The world No.16 stunned the men’s field at the tournament where he had never won a main draw match prior to this year. Norrie defeated Diego Schwartzman, Grigor Dimitrov and Nikoloz Basilashvili to become the first player from his country to win the prestigious title. The run has resulted in him achieving a series of career milestones. After claiming his maiden Masters 1000 title, Norrie has broken into the world’s top 20 for the first time this week and has overtaken Dan Evans to become British No.1.

Norrie credits Raducanu’s US Open run for inspiring him and believes her success is ‘huge for British tennis.’ The 18-year-old became the first qualifier in history to win a major title in New York as she won 10 matches in a row without dropping a set. Her victories include wins over top 20 players Belinda Bencic and Maria Sakkari.

“That was utterly incredible what she did in New York. To come through qualifying and then to go out and just whack every opponent that she had,” he told Sky Sports.
“She won in straight sets and to do that at such a young age. To do it with that kind of confidence and come out and own every match was extremely impressive.
“It will definitely give the girls around her ranking where she was before the US Open a lot of confidence and a lot of belief.
“I was inspired by her triumph in New York. It’s huge for British tennis. I think for sure it’s going to put a lot of rackets in hand for the next generation of younger boys and girls to start playing tennis at home in the UK.”
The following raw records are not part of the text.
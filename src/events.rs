//! Movement notifications.
//!
//! The movement step never calls back into user code. It pushes
//! [`MovementEvent`]s into the character's [`MovementEvents`] queue, which
//! the owner drains after the step. Every event is pushed once per actual
//! change; no-op requests push nothing.

use bevy::prelude::*;

use crate::collision::HitResult;
use crate::gravity::GravityMode;
use crate::state::MovementMode;

/// Something that happened during a movement step.
#[derive(Debug, Clone, PartialEq)]
pub enum MovementEvent {
    /// Gravity configuration changed.
    GravityChanged {
        old_mode: GravityMode,
        new_mode: GravityMode,
    },
    /// Movement mode changed.
    MovementModeChanged {
        previous: MovementMode,
        current: MovementMode,
    },
    /// Touched down on a walkable floor.
    Landed { hit: HitResult },
    /// Vertical velocity crossed zero during a jump.
    JumpApex,
    /// Hit a surface that cannot be walked on.
    UnwalkableHit { hit: HitResult },
    /// Started falling from the ground.
    StartedFalling,
    /// Movement was blocked by an obstacle. Path followers react to this.
    MoveBlocked { hit: HitResult },
    /// Entered a mode the character cannot use, such as water without
    /// swimming.
    UnableToMove,
    /// Walked off a ledge.
    WalkedOffLedge {
        previous_floor_normal: Vec3,
        previous_location: Vec3,
    },
    /// Could not resolve an initial penetration.
    StuckInGeometry { hit: HitResult },
    /// Capsule up axis changed.
    OrientationChanged { old_up: Vec3, new_up: Vec3 },
    /// A server correction was applied.
    ClientCorrectionReceived {
        location: Vec3,
        velocity: Vec3,
        mode: MovementMode,
    },
}

/// Queue of movement events for one character.
#[derive(Component, Debug, Clone, Default)]
pub struct MovementEvents {
    events: Vec<MovementEvent>,
}

impl MovementEvents {
    pub fn new() -> Self {
        Self::default()
    }

    pub fn push(&mut self, event: MovementEvent) {
        trace!("movement event: {:?}", event);
        self.events.push(event);
    }

    /// Take every queued event.
    pub fn drain(&mut self) -> impl Iterator<Item = MovementEvent> + '_ {
        self.events.drain(..)
    }

    pub fn iter(&self) -> impl Iterator<Item = &MovementEvent> {
        self.events.iter()
    }

    pub fn len(&self) -> usize {
        self.events.len()
    }

    pub fn is_empty(&self) -> bool {
        self.events.is_empty()
    }

    pub fn clear(&mut self) {
        self.events.clear();
    }

    /// Number of queued events matching `predicate`.
    pub fn count(&self, predicate: impl Fn(&MovementEvent) -> bool) -> usize {
        self.events.iter().filter(|e| predicate(e)).count()
    }

    pub fn extend(&mut self, events: impl IntoIterator<Item = MovementEvent>) {
        self.events.extend(events);
    }
}
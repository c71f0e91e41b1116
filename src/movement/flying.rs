//! Flying, custom modes and smooth moves.

use bevy::prelude::*;

use super::CharacterMover;
use crate::collision::HitResult;
use crate::detection::{StepDownResult, MIN_TICK_TIME};
use crate::state::MovementMode;

impl CharacterMover<'_> {
    /// Flying physics. Low obstacles are stepped over relative to the
    /// capsule axis.
    pub fn phys_flying(&mut self, delta_time: f32, _iterations: u32) {
        if delta_time < MIN_TICK_TIME {
            return;
        }

        let friction = 0.5 * self.fluid_friction();
        self.calc_velocity(delta_time, friction, true, self.max_braking_deceleration());

        self.agent.controller.just_teleported = false;
        let mut old_location = self.agent.location;
        let adjusted = self.agent.controller.velocity * delta_time;
        let rotation = self.agent.rotation;
        let mut hit = self.safe_move(adjusted, rotation, true);

        if hit.time < 1.0 && hit.blocking_hit {
            let capsule_down = -self.up();
            let up_down = capsule_down.dot(self.agent.controller.velocity.normalize_or_zero());

            let mut stepped_up = false;
            if self.can_fly_step_up(&hit, up_down) {
                let step_start = self.agent.location.dot(capsule_down);
                stepped_up = self.step_up(capsule_down, adjusted * (1.0 - hit.time), &hit, None);
                if stepped_up {
                    let climbed = self.agent.location.dot(capsule_down) - step_start;
                    old_location += capsule_down * climbed;
                }
            }

            if !stepped_up {
                self.handle_impact(&hit);
                self.slide_along_surface(adjusted, 1.0 - hit.time, hit.normal, &mut hit, true);
            }
        }

        if !self.agent.controller.just_teleported {
            self.agent.controller.velocity = (self.agent.location - old_location) / delta_time;
        }
    }

    /// Side hits with mostly lateral movement may be stepped over.
    fn can_fly_step_up(&self, hit: &HitResult, up_down: f32) -> bool {
        hit.impact_normal.dot(self.up()).abs() < 0.2 && up_down < 0.5 && up_down > -0.2 && self.can_step_up(hit)
    }

    /// Run the registered physics of a custom sub-mode. Unregistered
    /// sub-modes do not move.
    pub fn phys_custom(&mut self, sub_mode: u8, delta_time: f32, iterations: u32) {
        match self.env.custom.get(sub_mode) {
            Some(movement) => movement.phys_custom(self, sub_mode, delta_time, iterations),
            None => trace!("no physics registered for custom mode {}", sub_mode),
        }
    }

    /// Move by `velocity` without integrating it: along the floor when
    /// grounded, otherwise a swept move that slides along what it hits.
    pub fn move_smooth(&mut self, velocity: Vec3, delta_time: f32, step_down: Option<&mut StepDownResult>) {
        if let MovementMode::Custom(sub_mode) = self.movement_mode() {
            self.phys_custom(sub_mode, delta_time, 0);
            return;
        }
        if self.is_moving_on_ground() {
            self.move_along_floor(velocity, delta_time, step_down);
            return;
        }

        let delta = velocity * delta_time;
        if delta == Vec3::ZERO {
            return;
        }

        let rotation = self.agent.rotation;
        let mut hit = self.safe_move(delta, rotation, true);
        if !hit.is_valid_blocking_hit() {
            return;
        }

        let mut stepped_up = false;
        if self.is_flying() {
            let capsule_down = -self.up();
            let up_down = capsule_down.dot(delta.normalize_or_zero());
            if self.can_fly_step_up(&hit, up_down) {
                stepped_up = self.step_up(capsule_down, delta * (1.0 - hit.time), &hit, step_down);
            }
        }
        if !stepped_up {
            self.slide_along_surface(delta, 1.0 - hit.time, hit.normal, &mut hit, false);
        }
    }
}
Norrie himself is currently in the midst of what has been a breakout season for the 26-year-old who was a former top-ranked player in the US during his college years. He ties Novak Djokovic for most appearances in a Tour final this season at six. Three of those finals were on a hardcourt, two on the clay and one on grass. He won his maiden Tour title in July at the Los Cabos Open. Norrie has also scored multiple wins over top 10 players this season for the first time in his career – beating Dominic Thiem in Lyon and Andrey Rublev in San Diego.

“I want to get to world No 1, that’s the ultimate goal. Everyone on my team has the same target. Clearly it’s extremely difficult to do, and there’s a long road ahead. But we set high expectations and we’re going to strive towards them.” Norrie told The Telegraph earlier this week.

Norrie enters the final stretch of the 2021 season with 47 match wins to his name and is within contention of qualifying for the ATP Finals. To put that into perspective, since its inception in 1970 only three British players has ever participated in the event.